Count every line below that contains "only", then give that count and nothing else.

____________________

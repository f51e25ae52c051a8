//! Cluster-quality scores comparing a predicted grouping against
//! ground-truth labels.

use std::collections::HashMap;
use std::hash::Hash;

use serde::{Deserialize, Serialize};

use crate::error::{Error, Result};

/// The three scores evaluated after every training run.
#[derive(Debug, Clone, Copy, PartialEq, Serialize, Deserialize)]
pub struct ClusterScores {
    pub homogeneity: f64,
    pub completeness: f64,
    pub v_measure: f64,
}

/// 1.0 when every cluster contains only members of a single class.
pub fn homogeneity_score<C, K>(labels_true: &[C], labels_pred: &[K]) -> Result<f64>
where
    C: Eq + Hash,
    K: Eq + Hash,
{
    let e = entropies(labels_true, labels_pred)?;
    Ok(e.homogeneity())
}

/// 1.0 when all members of a class end up in the same cluster.
pub fn completeness_score<C, K>(labels_true: &[C], labels_pred: &[K]) -> Result<f64>
where
    C: Eq + Hash,
    K: Eq + Hash,
{
    let e = entropies(labels_true, labels_pred)?;
    Ok(e.completeness())
}

/// Harmonic mean of homogeneity and completeness.
pub fn v_measure_score<C, K>(labels_true: &[C], labels_pred: &[K]) -> Result<f64>
where
    C: Eq + Hash,
    K: Eq + Hash,
{
    let e = entropies(labels_true, labels_pred)?;
    Ok(v_measure(e.homogeneity(), e.completeness()))
}

/// All three scores from a single pass over the labels.
pub fn score_clustering<C, K>(labels_true: &[C], labels_pred: &[K]) -> Result<ClusterScores>
where
    C: Eq + Hash,
    K: Eq + Hash,
{
    let e = entropies(labels_true, labels_pred)?;
    let homogeneity = e.homogeneity();
    let completeness = e.completeness();
    Ok(ClusterScores {
        homogeneity,
        completeness,
        v_measure: v_measure(homogeneity, completeness),
    })
}

fn v_measure(homogeneity: f64, completeness: f64) -> f64 {
    if homogeneity + completeness == 0.0 {
        0.0
    } else {
        2.0 * homogeneity * completeness / (homogeneity + completeness)
    }
}

struct Entropies {
    class: f64,
    cluster: f64,
    class_given_cluster: f64,
    cluster_given_class: f64,
}

impl Entropies {
    fn homogeneity(&self) -> f64 {
        if self.class == 0.0 {
            1.0
        } else {
            1.0 - self.class_given_cluster / self.class
        }
    }

    fn completeness(&self) -> f64 {
        if self.cluster == 0.0 {
            1.0
        } else {
            1.0 - self.cluster_given_class / self.cluster
        }
    }
}

fn entropies<C, K>(labels_true: &[C], labels_pred: &[K]) -> Result<Entropies>
where
    C: Eq + Hash,
    K: Eq + Hash,
{
    if labels_true.len() != labels_pred.len() {
        return Err(Error::LabelLength(labels_true.len(), labels_pred.len()));
    }

    let n = labels_true.len() as f64;
    if labels_true.is_empty() {
        return Ok(Entropies {
            class: 0.0,
            cluster: 0.0,
            class_given_cluster: 0.0,
            cluster_given_class: 0.0,
        });
    }

    let mut class_counts: HashMap<&C, f64> = HashMap::new();
    let mut cluster_counts: HashMap<&K, f64> = HashMap::new();
    let mut joint: HashMap<(&C, &K), f64> = HashMap::new();
    for (class, cluster) in labels_true.iter().zip(labels_pred) {
        *class_counts.entry(class).or_insert(0.0) += 1.0;
        *cluster_counts.entry(cluster).or_insert(0.0) += 1.0;
        *joint.entry((class, cluster)).or_insert(0.0) += 1.0;
    }

    let mut class_given_cluster = 0.0;
    let mut cluster_given_class = 0.0;
    for ((class, cluster), count) in &joint {
        class_given_cluster -= (count / n) * (count / cluster_counts[cluster]).ln();
        cluster_given_class -= (count / n) * (count / class_counts[class]).ln();
    }

    Ok(Entropies {
        class: entropy(&class_counts, n),
        cluster: entropy(&cluster_counts, n),
        class_given_cluster,
        cluster_given_class,
    })
}

fn entropy<T>(counts: &HashMap<T, f64>, n: f64) -> f64 {
    -counts
        .values()
        .map(|count| (count / n) * (count / n).ln())
        .sum::<f64>()
}

#[cfg(test)]
mod tests {
    use super::*;
    use approx::assert_relative_eq;

    #[test]
    fn test_perfect_clustering_scores_one() {
        let truth = ["a", "a", "b", "b"];
        // Cluster indices are arbitrary, only the grouping matters.
        let pred = [1usize, 1, 0, 0];

        let scores = score_clustering(&truth, &pred).unwrap();
        assert_relative_eq!(scores.homogeneity, 1.0);
        assert_relative_eq!(scores.completeness, 1.0);
        assert_relative_eq!(scores.v_measure, 1.0);
    }

    #[test]
    fn test_single_cluster_is_complete_but_not_homogeneous() {
        let truth = ["a", "a", "b", "b"];
        let pred = [0usize, 0, 0, 0];

        assert_relative_eq!(homogeneity_score(&truth, &pred).unwrap(), 0.0);
        assert_relative_eq!(completeness_score(&truth, &pred).unwrap(), 1.0);
        assert_relative_eq!(v_measure_score(&truth, &pred).unwrap(), 0.0);
    }

    #[test]
    fn test_over_split_clustering() {
        // Homogeneous (each cluster is pure) but incomplete (classes split
        // over two clusters): c = 1 - ln2/ln4 = 0.5, v = 2/3.
        let truth = ["a", "a", "b", "b"];
        let pred = [0usize, 1, 2, 3];

        let scores = score_clustering(&truth, &pred).unwrap();
        assert_relative_eq!(scores.homogeneity, 1.0);
        assert_relative_eq!(scores.completeness, 0.5, epsilon = 1e-12);
        assert_relative_eq!(scores.v_measure, 2.0 / 3.0, epsilon = 1e-12);
    }

    #[test]
    fn test_independent_labels_score_zero() {
        let truth = ["a", "a", "b", "b"];
        let pred = [0usize, 1, 0, 1];

        let scores = score_clustering(&truth, &pred).unwrap();
        assert_relative_eq!(scores.homogeneity, 0.0, epsilon = 1e-12);
        assert_relative_eq!(scores.completeness, 0.0, epsilon = 1e-12);
        assert_relative_eq!(scores.v_measure, 0.0, epsilon = 1e-12);
    }

    #[test]
    fn test_single_class_truth() {
        let truth = ["a", "a", "a"];
        let pred = [0usize, 1, 2];

        assert_relative_eq!(homogeneity_score(&truth, &pred).unwrap(), 1.0);
        assert_relative_eq!(completeness_score(&truth, &pred).unwrap(), 0.0, epsilon = 1e-12);
    }

    #[test]
    fn test_length_mismatch_is_an_error() {
        let truth = ["a", "b"];
        let pred = [0usize];
        assert!(matches!(
            score_clustering(&truth, &pred),
            Err(Error::LabelLength(2, 1))
        ));
    }
}
//! Per-archetype membership manifests.

use std::fs::{self, File};
use std::io::{BufWriter, Write};
use std::path::{Path, PathBuf};

use crate::archetype::{Archetype, ClusterAssignment};
use crate::dataset::CyclistRecord;
use crate::error::{Error, Result};

pub const DEFAULT_REPORTS_DIR: &str = "informes";

/// Writes one `<label>.txt` manifest per archetype into `dir`, listing the
/// ids of the records whose cluster the archetype was associated with, one
/// per line in table order. Creates `dir` if missing; an existing directory
/// is fine. Returns the written paths in canonical archetype order.
pub fn write_reports<P: AsRef<Path>>(
    dir: P,
    records: &[CyclistRecord],
    labels: &[usize],
    assignment: &ClusterAssignment,
) -> Result<Vec<PathBuf>> {
    if records.len() != labels.len() {
        return Err(Error::LabelLength(records.len(), labels.len()));
    }

    let dir = dir.as_ref();
    fs::create_dir_all(dir)?;

    let mut written = Vec::with_capacity(Archetype::ALL.len());
    for archetype in Archetype::ALL {
        let cluster = assignment.cluster_of(archetype);
        let path = dir.join(format!("{}.txt", archetype.label()));

        let mut out = BufWriter::new(File::create(&path)?);
        for (record, _) in records
            .iter()
            .zip(labels)
            .filter(|(_, label)| **label == cluster)
        {
            writeln!(out, "{}", record.id)?;
        }
        out.flush()?;

        written.push(path);
    }

    tracing::info!(dir = %dir.display(), "wrote archetype membership reports");
    Ok(written)
}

____________________

■ **ANSWER TO THE PROBLEM**:
2